> **Exercise requirements**: The whole of the data is to be duplicated precisely.

> **Records to use**:
//! Forecast verification core.
//!
//! Expands a verification schedule into extraction jobs, resolves each job
//! to a source location, extracts and CF-annotates the matching field, and
//! merges the results into per-variable datasets.
//!
//! # Architecture
//!
//! - [`schedule`]: cycles × lead times × variables × levels → ordered jobs
//! - [`locator`]: typed locator templates, rendered per job
//! - [`extract`]: opens sources through the reader and fetch collaborators
//! - [`normalize`]: attaches CF-1.8 metadata from an injected [`UnitsTable`]
//! - [`orchestrator`]: bounded concurrent execution and deterministic merge
//!
//! Configuration and template errors stop a run before any job starts. Job
//! failures are recorded in the [`RunSummary`] and leave their slot empty.

pub mod cf;
pub mod config;
pub mod dataset;
pub mod error;
pub mod extract;
pub mod locator;
pub mod normalize;
pub mod orchestrator;
pub mod schedule;
pub mod source;
pub mod units;
pub mod variable;

// Re-exports
pub use cf::{check_attributes, check_dataset, check_field, CfAttributes, CfViolation, ComplianceReport};
pub use config::{Literal, TimeSpec, VariableConfig, VxConfig};
pub use dataset::Dataset;
pub use error::{ConfigError, JobFailure, PlanError, Result, TemplateError, VariableFailure};
pub use extract::FieldExtractor;
pub use locator::{resolve_locator, Locator, LocatorTemplate, Placeholder};
pub use normalize::{Grid, GriddedField, Normalizer};
pub use orchestrator::{AssemblyStatus, Orchestrator, RunOutcome, RunSummary, SkippedJob, VariableReport};
pub use schedule::{expand_timecoords, ExtractionJob, ExtractionPlan};
pub use source::{SourceDescriptor, SourceKind, SourceRole};
pub use units::{UnitsEntry, UnitsTable};
pub use variable::VariableSpec;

> **Answer to this task**:
//! Forecast verification core.
//!
//! Expands a verification schedule into extraction jobs, resolves each job
//! to a source location, extracts and CF-annotates the matching field, and
//! merges the results into per-variable datasets.
//!
//! # Architecture
//!
//! - [`schedule`]: cycles × lead times × variables × levels → ordered jobs
//! - [`locator`]: typed locator templates, rendered per job
//! - [`extract`]: opens sources through the reader and fetch collaborators
//! - [`normalize`]: attaches CF-1.8 metadata from an injected [`UnitsTable`]
//! - [`orchestrator`]: bounded concurrent execution and deterministic merge
//!
//! Configuration and template errors stop a run before any job starts. Job
//! failures are recorded in the [`RunSummary`] and leave their slot empty.

pub mod cf;
pub mod config;
pub mod dataset;
pub mod error;
pub mod extract;
pub mod locator;
pub mod normalize;
pub mod orchestrator;
pub mod schedule;
pub mod source;
pub mod units;
pub mod variable;

// Re-exports
pub use cf::{check_attributes, check_dataset, check_field, CfAttributes, CfViolation, ComplianceReport};
pub use config::{Literal, TimeSpec, VariableConfig, VxConfig};
pub use dataset::Dataset;
pub use error::{ConfigError, JobFailure, PlanError, Result, TemplateError, VariableFailure};
pub use extract::FieldExtractor;
pub use locator::{resolve_locator, Locator, LocatorTemplate, Placeholder};
pub use normalize::{Grid, GriddedField, Normalizer};
pub use orchestrator::{AssemblyStatus, Orchestrator, RunOutcome, RunSummary, SkippedJob, VariableReport};
pub use schedule::{expand_timecoords, ExtractionJob, ExtractionPlan};
pub use source::{SourceDescriptor, SourceKind, SourceRole};
pub use units::{UnitsEntry, UnitsTable};
pub use variable::VariableSpec;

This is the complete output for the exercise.